The Obama administration announced quietly on Friday it would lift the ban prohibiting health insurance carriers from covering transition-related care for transgender federal employees.
In a memo dated June 13, the U.S. Office of Personnel Management informs Federal Employee Health Benefits carriers that it would no prevent coverage of transgender-related care beginning with the 2015 plan year. The news was first reported by Buzzfeed.
“There is an evolving professional consensus that treatment is considered medically necessary for certain individuals who meet established Diagnostic and Statistical Manual (DSM) criteria for a diagnosis of Gender Identity Disorder/Gender Dysphoria,” writes Healthcare and Insurance Director John O’Brien.
The memo states OPM is “removing the requirement that FEHB brochures exclude ‘services, drugs, or supplies related to sex transformations’ in Section 6 of the FEHB plan brochure effective with the 2015 plan year.” These services include gender reassignment surgery for transgender federal employees, according to the National Center for Transgender Equality.
Mara Keisling, executive director for the National Center for Transgender Equality, commended OPM for “modernizing their policy” to provide coverage for transgender employees.
“There are a lot of trans federal employees who have their jobs protected, but who are getting discriminatory health care,” Keisling said. “I think OPM realized that. That’s equalizing that, and this is really great and important.”
But the change in policy doesn’t require carriers to provide transgender-related health care. Carriers are given one of two options by June 30, 2014: 1) Remove the General Exclusion language and provide to OPM the specific brochure text that describes the covered components and limitations of care for the diagnosis; or 2) Maintain the General Exclusion language for the 2015 plan year.
LGBT advocates had been pushing — publicly and privately — for the change for some time, saying it was one of the last remaining anti-LGBT discriminatory policies made by the U.S. government.
David Stacy, director of government affairs for the Human Rights Campaign, was among those hailing the change in policy from the Obama administration.
“Today’s welcome decision by the Office of Personnel Management to remove this discriminatory and harmful exclusion is an important step towards closing the gap in access to quality health care for transgender workers,” Stacy said. “HRC urges FEHB insurance carriers to include this essential coverage in their plans so that federal workers have access to medically necessary transition-related care.”
Although OPM says coverage is optional for carriers, Keisling said her organization believes they would be in violation of the law if they refused to offer transition-related care to transgender people.
“We think they’ll be in violation of the law if they don’t cover it, not because of what OPM did today, but because it’s a covered category in job discrimination,” Keisling said. “Trans people are protected by Title VII. We think it’s illegal sex discrimination if they exclude care for trans people that they allow other people to have.”
A White House official, speaking without attribution, also weighed in the policy change in response to an inquiry from the Washington Blade.
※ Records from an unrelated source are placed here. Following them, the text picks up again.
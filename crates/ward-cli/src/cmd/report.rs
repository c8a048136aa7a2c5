//! `wd report`: citizen intake: create the feed post and the issue.

use chrono::Utc;
use clap::Args;
use serde::Serialize;
use std::io::Write as _;
use std::path::Path;
use std::str::FromStr;

use crate::output::{CliError, OutputMode, render, render_error};
use crate::validate;
use ward_core::engine::lifecycle::ReportDraft;
use ward_core::model::department::Department;
use ward_core::model::issue::Priority;
use ward_core::model::post::{Post, PostStatus};
use ward_core::store::PostFeed;

use super::{engine_error, open_project, require_actor};

#[derive(Args, Debug)]
pub struct ReportArgs {
    /// Short description of the problem.
    #[arg(long)]
    pub title: String,

    /// Longer free-text description.
    #[arg(long, default_value = "")]
    pub description: String,

    /// Department the issue belongs to (id or code, e.g. `water` or `WSS`).
    #[arg(long)]
    pub department: Option<String>,

    /// Priority at creation; immutable for scoring.
    #[arg(long, default_value = "medium")]
    pub priority: String,

    /// Where the problem is.
    #[arg(long)]
    pub location: Option<String>,

    /// Skip creating the citizen feed post (no status mirroring).
    #[arg(long)]
    pub no_post: bool,
}

#[derive(Debug, Serialize)]
struct ReportOutput {
    ok: bool,
    id: String,
    status: String,
    department: String,
    #[serde(skip_serializing_if = "Option::is_none")]
    post_id: Option<i64>,
}

/// Handle `wd report`.
///
/// # Errors
///
/// Fails on validation errors, missing project, or store failures.
pub fn run_report(
    args: &ReportArgs,
    agent_flag: Option<&str>,
    output: OutputMode,
    project_root: &Path,
) -> anyhow::Result<()> {
    let actor = require_actor(agent_flag, output)?;
    if let Err(err) = validate::validate_title(&args.title) {
        render_error(output, &err.to_cli_error())?;
        anyhow::bail!(err.reason);
    }

    let project = open_project(project_root, output)?;

    let department = match resolve_department(args.department.as_deref(), &project.config) {
        Ok(department) => department,
        Err(err) => {
            render_error(output, &err)?;
            anyhow::bail!(err.message);
        }
    };
    let priority = match Priority::from_str(&args.priority) {
        Ok(priority) => priority,
        Err(err) => {
            render_error(
                output,
                &CliError::with_details(
                    err.to_string(),
                    "Use one of: critical, high, medium, low",
                    "invalid_priority",
                ),
            )?;
            anyhow::bail!(err);
        }
    };

    let original_post_id = if args.no_post {
        None
    } else {
        let post_id = project
            .engine
            .store()
            .create_post(&Post {
                id: 0,
                author: actor.clone(),
                owner: actor.clone(),
                body: args.title.clone(),
                status: PostStatus::Reported,
                issue_id: None,
                likes: 0,
                is_resolved: false,
                is_escalated: false,
                rating_work_avg: None,
                rating_escalation_avg: None,
                created_at: Utc::now(),
            })
            .map_err(|err| engine_error(output, &err))?;
        Some(post_id)
    };

    let issue = project
        .engine
        .report(ReportDraft {
            title: args.title.clone(),
            description: args.description.clone(),
            department,
            priority,
            location: args.location.clone(),
            reported_by: actor,
            original_post_id,
        })
        .map_err(|err| engine_error(output, &err))?;

    let result = ReportOutput {
        ok: true,
        id: issue.id.clone(),
        status: issue.status.to_string(),
        department: issue.department.to_string(),
        post_id: original_post_id,
    };
    render(output, &result, |r, w| {
        writeln!(w, "✓ {}: reported ({})", r.id, r.department)
    })
}

fn resolve_department(
    flag: Option<&str>,
    config: &ward_core::config::ProjectConfig,
) -> Result<Department, CliError> {
    if let Some(raw) = flag {
        return Department::from_str(raw).map_err(|err| {
            CliError::with_details(
                err.to_string(),
                "Use a department id (water, swm, ...) or code (WSS, SWM, ...)",
                "invalid_department",
            )
        });
    }
    config.intake.default_department.ok_or_else(|| {
        CliError::with_details(
            "no department given and no default configured",
            "Pass --department, or set intake.default_department in .ward/config.toml",
            "missing_department",
        )
    })
}

#[cfg(test)]
mod tests {
    use super::{ReportArgs, run_report};
    use crate::cmd::init::{InitArgs, run_init};
    use crate::output::OutputMode;

    fn args(title: &str, department: Option<&str>) -> ReportArgs {
        ReportArgs {
            title: title.into(),
            description: String::new(),
            department: department.map(Into::into),
            priority: "high".into(),
            location: None,
            no_post: false,
        }
    }

    #[test]
    fn report_requires_a_department_without_config_default() {
        let dir = tempfile::tempdir().expect("tempdir");
        run_init(&InitArgs { force: false }, OutputMode::Json, dir.path()).expect("init");

        let err = run_report(
            &args("Pothole on Main Street", None),
            Some("jane"),
            OutputMode::Json,
            dir.path(),
        )
        .expect_err("missing department");
        assert!(err.to_string().contains("no department"));
    }

    #[test]
    fn report_accepts_codes_and_ids() {
        let dir = tempfile::tempdir().expect("tempdir");
        run_init(&InitArgs { force: false }, OutputMode::Json, dir.path()).expect("init");

        run_report(
            &args("Pothole on Main Street", Some("PWD")),
            Some("jane"),
            OutputMode::Json,
            dir.path(),
        )
        .expect("report by code");
        run_report(
            &args("Low water pressure", Some("water")),
            Some("jane"),
            OutputMode::Json,
            dir.path(),
        )
        .expect("report by id");
    }
}
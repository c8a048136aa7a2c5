#![forbid(unsafe_code)]
//! ward-core: the civic-issue lifecycle engine.
//!
//! Issues move `pending -> assign -> pending-review -> resolved`, with an
//! orthogonal escalation sub-machine (`none -> pending -> approved |
//! rejected`) attachable at any point. Transitions are validated against a
//! fresh snapshot and written through compare-and-set store updates; side
//! effects (post mirrors, disclosure posts, citizen notifications, worker
//! credit) run after the committed write, best-effort.
//!
//! # Conventions
//!
//! - **Errors**: typed [`error::WardError`] for engine/store operations;
//!   `anyhow::Result` at I/O boundaries.
//! - **Logging**: `tracing` macros (`info!`, `warn!`, `debug!`).

pub mod config;
pub mod db;
pub mod engine;
pub mod error;
pub mod model;
pub mod store;
pub mod watch;
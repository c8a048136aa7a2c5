//! `wd assign`: hand an unassigned issue to an active worker.

use clap::Args;
use serde::Serialize;
use std::io::Write as _;
use std::path::Path;

use crate::output::{OutputMode, render, render_error};
use crate::validate;

use super::{engine_error, open_project, require_actor};

#[derive(Args, Debug)]
pub struct AssignArgs {
    /// Issue ID to assign.
    pub issue: String,

    /// Worker to assign it to.
    #[arg(value_name = "WORKER")]
    pub worker: String,
}

#[derive(Debug, Serialize)]
struct AssignOutput {
    ok: bool,
    id: String,
    status: String,
    worker: String,
}

/// Handle `wd assign`.
///
/// # Errors
///
/// Fails on validation errors, missing project, or engine refusals
/// (`AlreadyAssigned`, `WorkerUnavailable`, ...).
pub fn run_assign(
    args: &AssignArgs,
    agent_flag: Option<&str>,
    output: OutputMode,
    project_root: &Path,
) -> anyhow::Result<()> {
    let actor = require_actor(agent_flag, output)?;
    for check in [
        validate::validate_issue_id(&args.issue),
        validate::validate_agent(&args.worker),
    ] {
        if let Err(err) = check {
            render_error(output, &err.to_cli_error())?;
            anyhow::bail!(err.reason);
        }
    }

    let project = open_project(project_root, output)?;
    let issue = project
        .engine
        .assign_task(&args.issue, &args.worker, &actor)
        .map_err(|err| engine_error(output, &err))?;

    let result = AssignOutput {
        ok: true,
        id: issue.id.clone(),
        status: issue.status.to_string(),
        worker: args.worker.clone(),
    };
    render(output, &result, |r, w| {
        writeln!(w, "✓ {}: assigned to {}", r.id, r.worker)
    })
}
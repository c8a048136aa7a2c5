//! `wd proof`: submit proof-of-work evidence for an assigned issue.

use chrono::Utc;
use clap::Args;
use serde::Serialize;
use std::io::Write as _;
use std::path::Path;

use crate::output::{OutputMode, render, render_error};
use crate::validate;
use ward_core::model::issue::ProofOfWork;

use super::{engine_error, open_project, require_actor};

#[derive(Args, Debug)]
pub struct ProofArgs {
    /// Issue ID the evidence belongs to.
    pub issue: String,

    /// Media URL of the evidence (photo, video, report).
    #[arg(long)]
    pub media: String,

    /// Free-text work summary.
    #[arg(long, default_value = "")]
    pub notes: String,

    /// Where the evidence was captured.
    #[arg(long)]
    pub location: Option<String>,

    /// Mark the evidence as geo-verified at the capture site.
    #[arg(long)]
    pub geo_verified: bool,
}

#[derive(Debug, Serialize)]
struct ProofOutput {
    ok: bool,
    id: String,
    status: String,
    proofs: usize,
}

/// Handle `wd proof`.
///
/// # Errors
///
/// Fails on validation errors, missing project, or engine refusals
/// (`ReviewInProgress`, `InvalidTransition`).
pub fn run_proof(
    args: &ProofArgs,
    agent_flag: Option<&str>,
    output: OutputMode,
    project_root: &Path,
) -> anyhow::Result<()> {
    let actor = require_actor(agent_flag, output)?;
    if let Err(err) = validate::validate_issue_id(&args.issue) {
        render_error(output, &err.to_cli_error())?;
        anyhow::bail!(err.reason);
    }

    let project = open_project(project_root, output)?;
    let issue = project
        .engine
        .submit_proof(
            &args.issue,
            ProofOfWork {
                media_url: args.media.clone(),
                timestamp: Utc::now(),
                location: args.location.clone(),
                geo_verified: args.geo_verified,
                notes: args.notes.clone(),
            },
            &actor,
        )
        .map_err(|err| engine_error(output, &err))?;

    let result = ProofOutput {
        ok: true,
        id: issue.id.clone(),
        status: issue.status.to_string(),
        proofs: issue.proof_of_work.len(),
    };
    render(output, &result, |r, w| {
        writeln!(w, "✓ {}: proof submitted, awaiting review", r.id)
    })
}
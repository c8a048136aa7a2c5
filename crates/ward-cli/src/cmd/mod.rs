//! Command handlers, one module per subcommand group, plus shared project
//! plumbing (locating `.ward`, opening the store, resolving the actor).

pub mod assign;
pub mod completions;
pub mod escalation;
pub mod init;
pub mod list;
pub mod post;
pub mod proof;
pub mod rank;
pub mod reopen;
pub mod report;
pub mod review;
pub mod show;
pub mod worker;

use std::path::{Path, PathBuf};

use anyhow::Context;

use crate::agent;
use crate::output::{CliError, OutputMode, render_error};
use ward_core::config::ProjectConfig;
use ward_core::db::{SqliteStore, open_store};
use ward_core::engine::Engine;
use ward_core::error::WardError;

/// Directory holding the store and config, discovered by walking up.
pub const WARD_DIR: &str = ".ward";

/// Database filename inside the ward directory.
pub const DB_FILE: &str = "ward.db";

/// Config filename inside the ward directory.
pub const CONFIG_FILE: &str = "config.toml";

/// An opened ward project: engine over the SQLite store plus config.
pub struct Project {
    pub ward_dir: PathBuf,
    pub config: ProjectConfig,
    pub engine: Engine<SqliteStore>,
}

/// Walk up from `start` looking for a `.ward` directory.
#[must_use]
pub fn find_ward_dir(start: &Path) -> Option<PathBuf> {
    let mut current = start.to_path_buf();
    loop {
        let candidate = current.join(WARD_DIR);
        if candidate.is_dir() {
            return Some(candidate);
        }
        if !current.pop() {
            return None;
        }
    }
}

/// Open the project containing `start`, rendering a structured error when
/// none exists.
///
/// # Errors
///
/// Fails when no `.ward` directory is found or the store cannot open.
pub fn open_project(start: &Path, output: OutputMode) -> anyhow::Result<Project> {
    let Some(ward_dir) = find_ward_dir(start) else {
        let msg = "Not a ward project: .ward directory not found";
        render_error(
            output,
            &CliError::with_details(
                msg,
                "Run 'wd init' to create a new ward project",
                "not_a_project",
            ),
        )
        .ok();
        anyhow::bail!(msg);
    };

    let config = ProjectConfig::load(&ward_dir.join(CONFIG_FILE)).context("load project config")?;
    let store = open_store(&ward_dir.join(DB_FILE)).context("open ward store")?;
    let engine = Engine::new(store).with_disclosure(config.disclosure.enabled);

    Ok(Project {
        ward_dir,
        config,
        engine,
    })
}

/// Resolve the acting identity for a mutating command, rendering the
/// structured `missing_agent` error on failure.
///
/// # Errors
///
/// Fails when no identity can be resolved or it is malformed.
pub fn require_actor(agent_flag: Option<&str>, output: OutputMode) -> anyhow::Result<String> {
    let actor = match agent::require_agent(agent_flag) {
        Ok(actor) => actor,
        Err(err) => {
            render_error(
                output,
                &CliError::with_details(
                    &err.message,
                    "Set --agent, WARD_AGENT, AGENT, or USER (interactive only)",
                    err.code,
                ),
            )?;
            anyhow::bail!(err.message);
        }
    };
    if let Err(err) = crate::validate::validate_agent(&actor) {
        render_error(output, &err.to_cli_error())?;
        anyhow::bail!(err.reason);
    }
    Ok(actor)
}

/// Render an engine error and convert it for propagation.
#[must_use]
pub fn engine_error(output: OutputMode, err: &WardError) -> anyhow::Error {
    render_error(output, &CliError::from(err)).ok();
    anyhow::anyhow!("{err}")
}

#[cfg(test)]
mod tests {
    use super::find_ward_dir;

    #[test]
    fn find_ward_dir_walks_up() {
        let dir = tempfile::tempdir().expect("tempdir");
        let ward = dir.path().join(".ward");
        std::fs::create_dir_all(&ward).expect("mkdir");
        let nested = dir.path().join("a/b/c");
        std::fs::create_dir_all(&nested).expect("mkdir");

        assert_eq!(find_ward_dir(&nested), Some(ward));
    }

    #[test]
    fn find_ward_dir_returns_none_outside_projects() {
        let dir = tempfile::tempdir().expect("tempdir");
        assert_eq!(find_ward_dir(dir.path()), None);
    }
}
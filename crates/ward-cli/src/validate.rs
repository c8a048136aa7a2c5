//! Input validation for CLI arguments, before anything hits the store.

use crate::output::CliError;

pub const MAX_TITLE_LEN: usize = 200;
pub const MAX_REASON_LEN: usize = 500;
pub const MAX_AGENT_LEN: usize = 64;

#[derive(Debug, Clone)]
pub struct ValidationError {
    pub field: &'static str,
    pub value: String,
    pub reason: String,
    pub suggestion: String,
    pub code: &'static str,
}

impl ValidationError {
    pub fn new(
        field: &'static str,
        value: impl Into<String>,
        reason: impl Into<String>,
        suggestion: impl Into<String>,
        code: &'static str,
    ) -> Self {
        Self {
            field,
            value: value.into(),
            reason: reason.into(),
            suggestion: suggestion.into(),
            code,
        }
    }

    #[must_use]
    pub fn to_cli_error(&self) -> CliError {
        CliError::with_details(
            format!("invalid {} '{}': {}", self.field, self.value, self.reason),
            self.suggestion.clone(),
            self.code,
        )
    }
}

/// Titles and reasons share the same shape rules.
fn validate_text(
    field: &'static str,
    s: &str,
    max_len: usize,
    code: &'static str,
) -> Result<(), ValidationError> {
    if s.trim().is_empty() {
        return Err(ValidationError::new(
            field,
            s,
            "must not be empty",
            format!("provide a non-empty {field}"),
            code,
        ));
    }
    if s.chars().count() > max_len {
        return Err(ValidationError::new(
            field,
            s,
            format!("must be <= {max_len} characters"),
            format!("shorten the {field}"),
            code,
        ));
    }
    if s.chars().any(char::is_control) {
        return Err(ValidationError::new(
            field,
            s,
            "must not contain control characters",
            format!("remove control characters from the {field}"),
            code,
        ));
    }
    Ok(())
}

/// Validate a report/issue title.
///
/// # Errors
/// Returns a [`ValidationError`] describing the violation.
pub fn validate_title(s: &str) -> Result<(), ValidationError> {
    validate_text("title", s, MAX_TITLE_LEN, "invalid_title")
}

/// Validate an escalation reason.
///
/// # Errors
/// Returns a [`ValidationError`] describing the violation.
pub fn validate_reason(s: &str) -> Result<(), ValidationError> {
    validate_text("reason", s, MAX_REASON_LEN, "invalid_reason")
}

/// Validate an issue id of the form `wss-2026-k3f9`.
///
/// # Errors
/// Returns a [`ValidationError`] describing the violation.
pub fn validate_issue_id(s: &str) -> Result<(), ValidationError> {
    let value = s.trim();
    if value.is_empty() {
        return Err(ValidationError::new(
            "issue_id",
            s,
            "must not be empty",
            "use an ID like wss-2026-k3f9 (see 'wd list')",
            "invalid_issue_id",
        ));
    }
    let well_formed = value
        .chars()
        .all(|c| c.is_ascii_lowercase() || c.is_ascii_digit() || c == '-');
    if !well_formed || value.len() > 64 {
        return Err(ValidationError::new(
            "issue_id",
            s,
            "must be lowercase letters, digits, and dashes",
            "copy the ID from 'wd list' or 'wd report' output",
            "invalid_issue_id",
        ));
    }
    Ok(())
}

/// Validate a worker or actor identifier.
///
/// # Errors
/// Returns a [`ValidationError`] describing the violation.
pub fn validate_agent(s: &str) -> Result<(), ValidationError> {
    if s.trim().is_empty() {
        return Err(ValidationError::new(
            "agent",
            s,
            "must not be empty",
            "provide a non-empty identity",
            "invalid_agent",
        ));
    }
    if s.chars().count() > MAX_AGENT_LEN {
        return Err(ValidationError::new(
            "agent",
            s,
            format!("must be <= {MAX_AGENT_LEN} characters"),
            "shorten the identity",
            "invalid_agent",
        ));
    }
    if s.chars().any(char::is_whitespace) {
        return Err(ValidationError::new(
            "agent",
            s,
            "must not contain whitespace",
            "use a handle like 'mike.johnson'",
            "invalid_agent",
        ));
    }
    Ok(())
}

/// Validate a citizen rating average (the feed uses a 5-star scale).
///
/// # Errors
/// Returns a [`ValidationError`] describing the violation.
pub fn validate_rating(value: f64) -> Result<(), ValidationError> {
    if !(1.0..=5.0).contains(&value) || !value.is_finite() {
        return Err(ValidationError::new(
            "rating",
            value.to_string(),
            "must be between 1.0 and 5.0",
            "pass a value on the 5-star scale, e.g. --work 4.5",
            "invalid_rating",
        ));
    }
    Ok(())
}

#[cfg(test)]
mod tests {
    use super::{
        validate_agent, validate_issue_id, validate_rating, validate_reason, validate_title,
    };

    #[test]
    fn titles_reject_empty_and_control_chars() {
        assert!(validate_title("Water main break").is_ok());
        assert!(validate_title("   ").is_err());
        assert!(validate_title("bad\u{7}bell").is_err());
        assert!(validate_title(&"x".repeat(201)).is_err());
    }

    #[test]
    fn issue_ids_accept_the_generated_shape() {
        assert!(validate_issue_id("wss-2026-k3f9").is_ok());
        assert!(validate_issue_id("pwd-2026-0001").is_ok());
        assert!(validate_issue_id("").is_err());
        assert!(validate_issue_id("WSS-2026-K3F9").is_err());
        assert!(validate_issue_id("wss 2026").is_err());
    }

    #[test]
    fn agents_reject_whitespace() {
        assert!(validate_agent("mike.johnson").is_ok());
        assert!(validate_agent("mike johnson").is_err());
        assert!(validate_agent("").is_err());
    }

    #[test]
    fn ratings_stay_on_the_star_scale() {
        assert!(validate_rating(1.0).is_ok());
        assert!(validate_rating(5.0).is_ok());
        assert!(validate_rating(0.5).is_err());
        assert!(validate_rating(5.1).is_err());
        assert!(validate_rating(f64::NAN).is_err());
    }

    #[test]
    fn reasons_share_text_rules() {
        assert!(validate_reason("Exceeds department budget limit").is_ok());
        assert!(validate_reason("").is_err());
    }
}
“The White House defers to OPM on how the FEHB program should be run, but we agree that access to appropriate medical care should be based on scientific and clinical evidence,” the official said.
The policy comes on the heels of a recent decision from an independent appeals board within the Department of Health & Human Services to allow Medicare to provide coverage for gender reassignment surgery. It also follows D.C. Mayor Vincent Gray’s decision to require health insurers to provide transgender-related care to D.C. residents.
Jeff Krehely, HRC’s vice president and chief foundation officer, said developments like these — as well as media attention to Laverne Cox, star of “Orange is the New Black” — is raising awareness for transgender issues.
“These victories are undoubtedly improving the lives of transgender people across the country — improving access to health care and providing critical protections on the job and beyond,” Krehely said. “However, the increased visibility of transgender people, like Laverne Cox, has an even more personal impact, most importantly on our youth.”
Rea Carey, executive director of the National Gay & Lesbian Task Force, also praised the change, calling it “yet another victory” in the struggle for full health coverage for transgender people.
“This affirms what the medical community has long stood behind; indeed every major medical association has gone on the record in support of fully-inclusive health insurance options for transgender people, because no health insurance company should get to decide whether a transgender person has access to the medical care their doctor prescribes,” Carey said. “We commend the Obama administration for standing on the right side of history, and look forward to the day when every health insurance plan in America is affirmatively required to offer the full range of medical care transgender people need.”